How to delete duplicate entries in a nested container

Question

I've got a data structure like these:

[{'remote': '1', 'quantity': 1.0, 'timestamp': 1}, 
{'remote': '2', 'quantity': 1.0, 'timestamp': 2},
{'remote': '2', 'quantity': 1.0, 'timestamp': 3}, ...]

a list of dictionaries. My task is to find duplicate entries regarding the remote value. If i found entries with the same remote value than i want to delete all except the one with the newest timestamp value.

In this example i had to find and delete the secound dictionary because the third one has the same remote, but a newer timestamp value.

Iam not that familiar with python. I've googled alot and found just solutions for lists like this:

How can I count the occurrences of a list item in Python?

My problem is, that iam not smart enough to apply this on my problem. Furthermore the solution should be somewhat efficient, because it has to run permanently in a backround job with rather low computing power.

Thank you for help!

Can you add your expected out put and your code that you have tried so far? — Mazdak, May 14 '15 at 10:22
are the keys in every dict and are the dicts in sorted order? — Padraic Cunningham, May 14 '15 at 11:12

BurningKarl · Answer 1 · 2015-05-14T10:48:32.730

1

If you have this:

data = [{"remote":1, "quantity":1.0, "timestamp":1},
        {"remote":2, "quantity":1.0, "timestamp":2},
        {"remote":2, "quantity":1.0, "timestamp":3}]

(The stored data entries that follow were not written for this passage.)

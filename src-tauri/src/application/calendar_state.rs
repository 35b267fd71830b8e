use crate::domain::energy::upsert_energy_level;
use crate::domain::error::CalendarError;
use crate::domain::grid::{self, CalendarGrid, Direction, GridQuery};
use crate::domain::models::{
    normalize_optional, CalendarView, ClockTime, EnergyLevel, TimeBlock, TimeBlockPayload,
};
use chrono::NaiveDate;
use serde::{Deserialize, Serialize};

pub const DEFAULT_QUICK_ADD_CATEGORY: &str = "Work";

#[derive(Debug, Clone, Copy, Serialize, Deserialize, PartialEq)]
pub struct PopupPosition {
    pub x: f64,
    pub y: f64,
}

/// The one surface layered over the grid, if any.
#[derive(Debug, Clone, Serialize, PartialEq, Default)]
#[serde(tag = "kind", rename_all = "snake_case")]
pub enum UiOverlay {
    #[default]
    Closed,
    FormOpen {
        editing: Option<String>,
    },
    QuickAddOpen {
        position: PopupPosition,
        date: NaiveDate,
        hour: u8,
    },
}

#[derive(Debug, Clone, Copy, Serialize, PartialEq, Eq)]
pub struct DropTarget {
    pub date: NaiveDate,
    pub hour: u8,
}

#[derive(Debug, Clone, Serialize, PartialEq, Eq)]
pub struct PendingDrag {
    pub block_id: String,
    pub target: Option<DropTarget>,
}

#[derive(Debug, Clone, Copy, Serialize, PartialEq, Eq)]
#[serde(rename_all = "snake_case")]
pub enum NoticeKind {
    Error,
}

#[derive(Debug, Clone, Serialize, PartialEq, Eq)]
pub struct Notice {
    pub kind: NoticeKind,
    pub message: String,
}

impl Notice {
    pub fn error(message: impl Into<String>) -> Self {
        Self {
            kind: NoticeKind::Error,
            message: message.into(),
        }
    }
}

#[derive(Debug, Clone, PartialEq)]
pub enum CalendarAction {
    NavigatePrevious,
    NavigateNext,
    GoToToday,
    SetAnchorDate(NaiveDate),
    SetView(CalendarView),
    ToggleShowCompleted,
    UpsertEnergyLevel {
        date: NaiveDate,
        level: u8,
        hour: Option<u8>,
    },
    OpenForm(Option<String>),
    OpenQuickAdd {
        position: PopupPosition,
        date: NaiveDate,
        hour: u8,
    },
    CloseOverlay,
    SaveTimeBlock(TimeBlockPayload),
    DeleteTimeBlock(String),
    ToggleCompleted(String),
    QuickAdd {
        date: NaiveDate,
        hour: u8,
        title: String,
    },
    BeginDrag(String),
    DragOver {
        date: NaiveDate,
        hour: u8,
    },
    Drop,
    CancelDrag,
    DismissNotice,
}

impl CalendarAction {
    pub fn name(&self) -> &'static str {
        match self {
            Self::NavigatePrevious => "navigate_previous",
            Self::NavigateNext => "navigate_next",
            Self::GoToToday => "go_to_today",
            Self::SetAnchorDate(_) => "set_anchor_date",
            Self::SetView(_) => "set_view",
            Self::ToggleShowCompleted => "toggle_show_completed",
            Self::UpsertEnergyLevel { .. } => "upsert_energy_level",
            Self::OpenForm(_) => "open_form",
            Self::OpenQuickAdd { .. } => "open_quick_add",
            Self::CloseOverlay => "close_overlay",
            Self::SaveTimeBlock(_) => "save_time_block",
            Self::DeleteTimeBlock(_) => "delete_time_block",
            Self::ToggleCompleted(_) => "toggle_completed",
            Self::QuickAdd { .. } => "quick_add",
            Self::BeginDrag(_) => "begin_drag",
            Self::DragOver { .. } => "drag_over",
            Self::Drop => "drop",
            Self::CancelDrag => "cancel_drag",
            Self::DismissNotice => "dismiss_notice",
        }
    }

    fn writes_collections(&self) -> bool {
        matches!(
            self,
            Self::UpsertEnergyLevel { .. }
                | Self::SaveTimeBlock(_)
                | Self::DeleteTimeBlock(_)
                | Self::ToggleCompleted(_)
                | Self::QuickAdd { .. }
                | Self::Drop
        )
    }
}

/// Collection change the caller may want to write through to storage.
#[derive(Debug, Clone, PartialEq, Eq)]
pub enum Effect {
    BlockSaved(TimeBlock),
    BlockRemoved(String),
    EnergySaved(EnergyLevel),
}

pub struct ActionContext<'a> {
    pub today: NaiveDate,
    pub next_id: &'a mut dyn FnMut() -> String,
}

#[derive(Debug, Clone, PartialEq)]
pub struct CalendarState {
    pub time_blocks: Vec<TimeBlock>,
    pub energy_levels: Vec<EnergyLevel>,
    pub view: CalendarView,
    pub anchor_date: NaiveDate,
    pub show_completed: bool,
    pub overlay: UiOverlay,
    pub pending_drag: Option<PendingDrag>,
    pub notice: Option<Notice>,
    pub quick_add_category: String,
}

impl CalendarState {
    pub fn new(anchor_date: NaiveDate) -> Self {
        Self {
            time_blocks: Vec::new(),
            energy_levels: Vec::new(),
            view: CalendarView::default(),
            anchor_date,
            show_completed: true,
            overlay: UiOverlay::Closed,
            pending_drag: None,
            notice: None,
            quick_add_category: DEFAULT_QUICK_ADD_CATEGORY.to_string(),
        }
    }

    pub fn block(&self, block_id: &str) -> Option<&TimeBlock> {
        self.time_blocks.iter().find(|block| block.id == block_id)
    }

    pub fn grid(&self, today: NaiveDate) -> CalendarGrid {
        grid::derive_grid(
            &self.time_blocks,
            &self.energy_levels,
            GridQuery {
                view: self.view,
                anchor: self.anchor_date,
                show_completed: self.show_completed,
                today,
            },
        )
    }

    pub fn visible_time_blocks(&self) -> Vec<&TimeBlock> {
        grid::visible_time_blocks(
            &self.time_blocks,
            self.view,
            self.anchor_date,
            self.show_completed,
        )
    }

    /// Applies one action. A failure is also left on `notice` so the front
    /// end can show it; the next successful write clears it.
    pub fn dispatch(
        &mut self,
        action: CalendarAction,
        context: &mut ActionContext<'_>,
    ) -> Result<Option<Effect>, CalendarError> {
        let writes = action.writes_collections();
        match self.apply(action, context) {
            Ok(effect) => {
                if writes {
                    self.notice = None;
                }
                Ok(effect)
            }
            Err(error) => {
                self.notice = Some(Notice::error(error.to_string()));
                Err(error)
            }
        }
    }

    fn apply(
        &mut self,
        action: CalendarAction,
        context: &mut ActionContext<'_>,
    ) -> Result<Option<Effect>, CalendarError> {
        match action {
            CalendarAction::NavigatePrevious => {
                self.anchor_date = grid::shift_anchor(self.view, self.anchor_date, Direction::Previous);
                Ok(None)
            }
            CalendarAction::NavigateNext => {
                self.anchor_date = grid::shift_anchor(self.view, self.anchor_date, Direction::Next);
                Ok(None)
            }
            CalendarAction::GoToToday => {
                self.anchor_date = context.today;
                Ok(None)
            }
            CalendarAction::SetAnchorDate(date) => {
                self.anchor_date = date;
                Ok(None)
            }
            CalendarAction::SetView(view) => {
                self.view = view;
                Ok(None)
            }
            CalendarAction::ToggleShowCompleted => {
                self.show_completed = !self.show_completed;
                Ok(None)
            }
            CalendarAction::UpsertEnergyLevel { date, level, hour } => {
                let entry = EnergyLevel { date, level, hour };
                entry.validate()?;
                upsert_energy_level(&mut self.energy_levels, entry.clone());
                Ok(Some(Effect::EnergySaved(entry)))
            }
            CalendarAction::OpenForm(editing) => {
                if let Some(block_id) = editing.as_deref() {
                    if self.block(block_id).is_none() {
                        return Err(CalendarError::BlockNotFound(block_id.to_string()));
                    }
                }
                self.overlay = UiOverlay::FormOpen { editing };
                Ok(None)
            }
            CalendarAction::OpenQuickAdd {
                position,
                date,
                hour,
            } => {
                validate_hour(hour)?;
                self.overlay = UiOverlay::QuickAddOpen {
                    position,
                    date,
                    hour,
                };
                Ok(None)
            }
            CalendarAction::CloseOverlay => {
                self.overlay = UiOverlay::Closed;
                Ok(None)
            }
            CalendarAction::SaveTimeBlock(payload) => self.save_time_block(payload, context),
            CalendarAction::DeleteTimeBlock(block_id) => Ok(self.delete_time_block(&block_id)),
            CalendarAction::ToggleCompleted(block_id) => {
                let Some(block) = self
                    .time_blocks
                    .iter_mut()
                    .find(|block| block.id == block_id)
                else {
                    return Ok(None);
                };
                block.completed = !block.completed;
                Ok(Some(Effect::BlockSaved(block.clone())))
            }
            CalendarAction::QuickAdd { date, hour, title } => {
                self.quick_add(date, hour, &title, context)
            }
            CalendarAction::BeginDrag(block_id) => {
                if self.block(&block_id).is_none() {
                    return Err(CalendarError::BlockNotFound(block_id));
                }
                self.pending_drag = Some(PendingDrag {
                    block_id,
                    target: None,
                });
                Ok(None)
            }
            CalendarAction::DragOver { date, hour } => {
                validate_hour(hour)?;
                if let Some(pending) = self.pending_drag.as_mut() {
                    pending.target = Some(DropTarget { date, hour });
                }
                Ok(None)
            }
            CalendarAction::Drop => self.drop_pending(),
            CalendarAction::CancelDrag => {
                self.pending_drag = None;
                Ok(None)
            }
            CalendarAction::DismissNotice => {
                self.notice = None;
                Ok(None)
            }
        }
    }

    fn save_time_block(
        &mut self,
        payload: TimeBlockPayload,
        context: &mut ActionContext<'_>,
    ) -> Result<Option<Effect>, CalendarError> {
        payload.validate()?;

        let editing = match &self.overlay {
            UiOverlay::FormOpen { editing } => editing.clone(),
            _ => None,
        };

        let saved = match editing {
            Some(block_id) => {
                let Some(existing) = self
                    .time_blocks
                    .iter_mut()
                    .find(|block| block.id == block_id)
                else {
                    return Err(CalendarError::BlockNotFound(block_id));
                };
                let updated = payload.into_block(existing.id.clone(), existing.completed);
                *existing = updated.clone();
                updated
            }
            None => {
                let block = payload.into_block((context.next_id)(), false);
                self.time_blocks.push(block.clone());
                block
            }
        };

        self.overlay = UiOverlay::Closed;
        Ok(Some(Effect::BlockSaved(saved)))
    }

    fn delete_time_block(&mut self, block_id: &str) -> Option<Effect> {
        let position = self
            .time_blocks
            .iter()
            .position(|block| block.id == block_id)?;
        self.time_blocks.remove(position);

        if matches!(&self.overlay, UiOverlay::FormOpen { editing: Some(editing) } if editing == block_id)
        {
            self.overlay = UiOverlay::Closed;
        }
        if self
            .pending_drag
            .as_ref()
            .is_some_and(|pending| pending.block_id == block_id)
        {
            self.pending_drag = None;
        }
        Some(Effect::BlockRemoved(block_id.to_string()))
    }

    fn quick_add(
        &mut self,
        date: NaiveDate,
        hour: u8,
        title: &str,
        context: &mut ActionContext<'_>,
    ) -> Result<Option<Effect>, CalendarError> {
        validate_hour(hour)?;
        let title = title.trim();
        if title.is_empty() {
            return Err(CalendarError::Validation(
                "title must not be empty".to_string(),
            ));
        }
        let (start_time, end_time) = hour_span(hour, 1)?;

        let block = TimeBlock {
            id: (context.next_id)(),
            title: title.to_string(),
            description: None,
            start_time,
            end_time,
            date,
            category: normalize_optional(Some(self.quick_add_category.clone())),
            completed: false,
        };
        self.time_blocks.push(block.clone());
        if matches!(self.overlay, UiOverlay::QuickAddOpen { .. }) {
            self.overlay = UiOverlay::Closed;
        }
        Ok(Some(Effect::BlockSaved(block)))
    }

    fn drop_pending(&mut self) -> Result<Option<Effect>, CalendarError> {
        let Some(PendingDrag {
            block_id,
            target: Some(target),
        }) = self.pending_drag.take()
        else {
            return Ok(None);
        };
        let Some(block) = self
            .time_blocks
            .iter_mut()
            .find(|block| block.id == block_id)
        else {
            return Ok(None);
        };

        let (start_time, end_time) = match block.whole_hour_span() {
            // Start and end share an hour: keep the block's minute length.
            0 => {
                validate_hour(target.hour)?;
                let minutes = block
                    .end_time
                    .minutes_since_midnight()
                    .saturating_sub(block.start_time.minutes_since_midnight());
                let start = ClockTime::on_the_hour(target.hour);
                let end = u8::try_from(minutes)
                    .ok()
                    .and_then(|minute| ClockTime::from_hm(target.hour, minute));
                match (start, end) {
                    (Some(start), Some(end)) => (start, end),
                    _ => {
                        return Err(CalendarError::Validation(format!(
                            "a {minutes}-minute block cannot start at {:02}:00",
                            target.hour
                        )));
                    }
                }
            }
            span => hour_span(target.hour, span)?,
        };
        block.date = target.date;
        block.start_time = start_time;
        block.end_time = end_time;
        Ok(Some(Effect::BlockSaved(block.clone())))
    }
}

fn validate_hour(hour: u8) -> Result<(), CalendarError> {
    if hour > 23 {
        return Err(CalendarError::Validation(
            "hour must be between 0 and 23".to_string(),
        ));
    }
    Ok(())
}

fn hour_span(start_hour: u8, hours: u8) -> Result<(ClockTime, ClockTime), CalendarError> {
    let start = ClockTime::on_the_hour(start_hour);
    let end = start_hour
        .checked_add(hours)
        .and_then(ClockTime::on_the_hour);
    match (start, end) {
        (Some(start), Some(end)) if start < ClockTime::END_OF_DAY => Ok((start, end)),
        _ => Err(CalendarError::Validation(format!(
            "a {hours}-hour block starting at {start_hour:02}:00 would end after midnight"
        ))),
    }
}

You can filter the entries like that:

filtered_data = []
for d1 in sorted(data, key=lambda e: e["timestamp"], reverse=True):
    for d2 in filtered_data:
        if d1["remote"] == d2["remote"]:
            break
    else:
        filtered_data.append(d1)

edited May 14 '15 at 10:48

answered May 14 '15 at 10:29

BurningKarl

1,176
9
12

It works now, but I think the solution of Stefan Pochmann is much more efficient than mine – BurningKarl May 14 '15 at 10:49

score 1 · Accepted Answer · answered May 14 '15 at 10:44

Input:

entries = [{'remote': '1', 'quantity': 1.0, 'timestamp': 1},
           {'remote': '2', 'quantity': 1.0, 'timestamp': 2},
           {'remote': '2', 'quantity': 1.0, 'timestamp': 3}]

Removal:

newest = {}
for entry in entries:
    current = newest.get(entry['remote'])
    if current is None or entry['timestamp'] > current['timestamp']:
        newest[entry['remote']] = entry
entries[:] = newest.values()

Output:

from pprint import pprint
pprint(entries)

Prints:
[{'quantity': 1.0, 'remote': '2', 'timestamp': 3},
 {'quantity': 1.0, 'remote': '1', 'timestamp': 1}]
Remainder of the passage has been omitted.